By Laura Zuckerman
SALMON, Idaho (Reuters) - In a sign of America's growing girth, dude ranches and hunting camps in the Northern Rockies are adding heavyweight horses and super-large saddles to seat swelling numbers of outsized clients.
With the Centers for Disease Control and Prevention reporting that a third of U.S. adults and 17 percent of children are obese, Western wranglers and outfitters say they are doing all they can to accommodate the widening of waistlines and other anatomical areas.
"To put it bluntly, we call them the big-butt saddles," said Lee Hart, owner of Broken Hart Ranch in Montana. The business near Yellowstone National Park seasonally provides trail rides and guided hunting by horseback to nearly 2,000 people from across the country.
Hart and others said the 18-plus-inch saddles they now stock were all but nonexistent 30 years ago, when just 15 percent of American adults were considered obese. At that time, a 16.5-inch saddle would have been considered ample enough for a stout rider.
Guest ranches and outfitting operations also are bulking up on riding stock crossbred with draft horses -- weighing in at roughly 1,500 pounds -- to fit their super-sized customers.
"We have to seat 400 fat people every summer," said B.J. Hill, co-owner of Swift Creek Outfitters and Teton Horseback Adventures in Jackson Hole, Wyoming.
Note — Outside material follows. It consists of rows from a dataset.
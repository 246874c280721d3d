//! In-memory store backend.
//!
//! Backs the full `StoreInterface` with plain maps behind a single writer
//! lock, so every compound operation is trivially atomic. Default backend for
//! tests and single-process deployments.

use std::collections::{HashMap, HashSet};

use async_trait::async_trait;
use tokio::sync::RwLock;
use tracing::error;

use indexer_types::{
	Address, ApprovalStatus, BulkCancelEvent, BundleLegKind, CancelEvent, FillEvent,
	FillabilityStatus, FtTransferEvent, NftApprovalEvent, NftTransferEvent, NonceCancelEvent,
	ContractKind, OrderId, OrderKind, OrderRecord, OrderingKey, Side, TokenFloorSellEvent,
	TokenSetId, Trigger, B256, U256,
};

use crate::{StoreError, StoreInterface, Token, TokenSetRow, TopBuyChange};

type EventKey = (B256, u64, u64);

#[derive(Default)]
struct State {
	orders: HashMap<OrderId, OrderRecord>,
	tokens: HashMap<(Address, U256), Token>,
	token_sets: HashMap<String, TokenSetRow>,

	fill_events: Vec<FillEvent>,
	fill_keys: HashSet<EventKey>,
	cancel_events: Vec<CancelEvent>,
	cancel_keys: HashSet<EventKey>,
	nonce_cancel_events: Vec<NonceCancelEvent>,
	nonce_cancel_keys: HashSet<EventKey>,
	bulk_cancel_events: Vec<BulkCancelEvent>,
	bulk_cancel_keys: HashSet<EventKey>,
	nft_approval_events: Vec<NftApprovalEvent>,
	nft_approval_keys: HashSet<EventKey>,
	nft_transfer_events: Vec<NftTransferEvent>,
	nft_transfer_keys: HashSet<EventKey>,
	ft_transfer_events: Vec<FtTransferEvent>,
	ft_transfer_keys: HashSet<EventKey>,

	floor_sell_events: Vec<TokenFloorSellEvent>,

	/// `(owner, contract, token_id) -> amount`
	nft_balances: HashMap<(Address, Address, U256), U256>,
	/// `(owner, contract) -> amount`
	ft_balances: HashMap<(Address, Address), U256>,
	/// `(owner, spender, contract) -> allowance`
	ft_approvals: HashMap<(Address, Address, Address), U256>,
	/// `(owner, operator, contract) -> approved`
	nft_operator_approvals: HashMap<(Address, Address, Address), bool>,

	master_nonces: HashMap<Address, U256>,
}

impl State {
	fn token_entry(&mut self, contract: Address, token_id: U256) -> &mut Token {
		self.tokens
			.entry((contract, token_id))
			.or_insert_with(|| Token::new(contract, token_id))
	}

	/// Cached tokens covered by a set, in a deterministic order.
	fn covered_tokens(&self, set: &TokenSetId) -> Vec<(Address, U256)> {
		let mut keys: Vec<(Address, U256)> = self
			.tokens
			.keys()
			.filter(|(contract, token_id)| set.contains(*contract, *token_id))
			.copied()
			.collect();
		keys.sort();
		keys
	}

	/// Lowest-priced fillable ask covering the token; ties break towards the
	/// lowest order id so recomputation is deterministic.
	fn best_ask(&self, contract: Address, token_id: U256) -> Option<(OrderId, U256, Address)> {
		let mut best: Option<&OrderRecord> = None;
		for order in self.orders.values() {
			if order.side != Side::Sell
				|| !order.is_active()
				|| !order.token_set_id.contains(contract, token_id)
			{
				continue;
			}
			best = match best {
				None => Some(order),
				Some(b) if order.value < b.value
					|| (order.value == b.value && order.id < b.id) =>
				{
					Some(order)
				}
				Some(b) => Some(b),
			};
		}
		best.map(|o| (o.id, o.value, o.maker))
	}

	/// Highest fillable bid covering the token, excluding bids placed by the
	/// token's current owner.
	fn best_token_bid(
		&self,
		contract: Address,
		token_id: U256,
		owner: Option<Address>,
	) -> Option<(OrderId, U256, Address)> {
		let mut best: Option<&OrderRecord> = None;
		for order in self.orders.values() {
			if order.side != Side::Buy
				|| !order.is_active()
				|| !order.token_set_id.contains(contract, token_id)
			{
				continue;
			}
			if owner == Some(order.maker) {
				continue;
			}
			best = match best {
				None => Some(order),
				Some(b) if order.value > b.value
					|| (order.value == b.value && order.id < b.id) =>
				{
					Some(order)
				}
				Some(b) => Some(b),
			};
		}
		best.map(|o| (o.id, o.value, o.maker))
	}

	/// Highest fillable bid placed on exactly this set.
	fn best_set_bid(&self, set: &TokenSetId) -> Option<(OrderId, U256, Address)> {
		let mut best: Option<&OrderRecord> = None;
		for order in self.orders.values() {
			if order.side != Side::Buy || !order.is_active() || order.token_set_id != *set {
				continue;
			}
			best = match best {
				None => Some(order),
				Some(b) if order.value > b.value
					|| (order.value == b.value && order.id < b.id) =>
				{
					Some(order)
				}
				Some(b) => Some(b),
			};
		}
		best.map(|o| (o.id, o.value, o.maker))
	}
}

/// In-memory implementation of `StoreInterface`.
pub struct MemoryStore {
	state: RwLock<State>,
}

impl MemoryStore {
	pub fn new() -> Self {
		Self {
			state: RwLock::new(State::default()),
		}
	}
}

impl Default for MemoryStore {
	fn default() -> Self {
		Self::new()
	}
}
The operation has established a weight limit of 275 pounds for trail rides and pack trips in an effort to prevent injury to both horse and rider.
The extra-large animals and saddles come as other U.S. industries, including airlines and healthcare companies, have in recent years adopted policies or retrofitted equipment to address the rising ranks of plus-size people.
For example, Boston emergency services in 2011 unveiled an ambulance for the obese. The vehicle is equipped with a stretcher that can hold 850 pounds and a hydraulic lift with a 1,000-pound capacity to ensure the safety of the sick and stem back injuries among crews hoisting hefty patients.
In the past five years, saddles offered for sale at Idaho's Cowboy Supply near Boise have expanded along with customers. Owner Molly Menchaca reported a run on saddles measuring from 17 inches to 17.5 inches.
"Since people have gotten bigger and fatter, they need more room," she said.
A decade ago, Bagley's Teton Mountain Ranch in eastern Idaho purchased an 18.5-inch saddle on the off chance that a larger-than-average customer would seek a pack trip or trail ride.
Today, that saddle and a pair of horses that can handle oversized loads are in regular use, said co-owner Alexis Bagley.
"We try to have something available for all," she said.
What worries Hart of Broken Hart Ranch are clients who have stretched beyond the comfort-waist zone.
"I've got a 22-inch saddle, which is basically unheard of, and I've got people who will overflow all sides of it," he said.